For Jake's birthday party at the beach, I whipped up some carrot cupcakes and zucchini cupcakes. They were devoured before I remembered to take a photo of them, but I did shoot the extra batter that I made into a loaf! Same recipe, different shape.
2 C white whole wheat flour
2 t baking powder
1-1/2 t baking soda
1 t ground cardamom
1 t ground ginger
1-1/2 C organic raw sugar
1 C Greek yogurt
1/2 C olive oil
2 C grated carrots
1 C sliced almonds
1/2 C marigold petals + some for garnish
Preheat oven to 325. Whisk all wet ingredients together in a large mixing bowl. Stir in carrots. Fold in dry ingredients until just moistened. Gently fold the flower petals.
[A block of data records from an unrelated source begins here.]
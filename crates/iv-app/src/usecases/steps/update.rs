use std::sync::Arc;

use iv_core::ports::{ConfigStorePort, TranslationPort};
use iv_core::tour::StepDraft;
use iv_core::{TourError, TourResult};
use tracing::{info, info_span, Instrument};

use super::{ResolveSteps, StepChange};
use crate::usecases::internal::StepListStore;

/// Replaces every field of a step except its id.
pub struct UpdateStep {
    resolve: ResolveSteps,
    store: StepListStore,
}

impl UpdateStep {
    pub fn new(
        config_store: Arc<dyn ConfigStorePort>,
        translations: Arc<dyn TranslationPort>,
    ) -> Self {
        Self {
            resolve: ResolveSteps::new(config_store.clone(), translations),
            store: StepListStore::new(config_store),
        }
    }

    pub async fn execute(&self, language: &str, id: &str, draft: StepDraft) -> TourResult<StepChange> {
        let span = info_span!("usecase.update_step.execute", language = %language, step_id = %id);

        async {
            let language = self.resolve.resolve_write_language(language)?;
            let mut resolved = self.resolve.resolve_or_initialize(language).await?;

            let index = resolved
                .steps
                .iter()
                .position(|s| s.id == id)
                .ok_or_else(|| TourError::StepNotFound { id: id.to_string() })?;

            // The id in the path wins over any id in the payload.
            let step = draft.into_step_with_id(id)?;
            resolved.steps[index] = step.clone();
            self.store.save(&resolved.language.resolved, &resolved.steps).await?;

            info!(language = %resolved.language.resolved, step_id = %id, "step updated");
            Ok(StepChange {
                language: resolved.language,
                step,
            })
        }
        .instrument(span)
        .await
    }
}
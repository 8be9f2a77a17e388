//! IntroVox application layer
//!
//! Use cases over the core ports. Each use case is built from the ports it
//! needs, holds no state between calls and runs inside its own tracing span.

pub mod deps;
pub mod usecases;

pub use deps::{AppDeps, InstanceInfo};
Scrape batter into cupcake liners and bake for 45 minutes or until a toothpick inserted in the center comes out clean. Cool completely then top with cream cheese frosting and top with more marigold petals for garnish
Cream cheese frosting: 16 oz cream cheese, 1/2 C softened butter, 1 T vanilla extract, 2 C powdered sugar. Blend all of that together in a mixing bowl until smooth and fluffy.
I almost made a Zucchini-Sweet William version, just swapping out the carrots for zucchini and marigolds for Sweet William blossoms. Same proportions.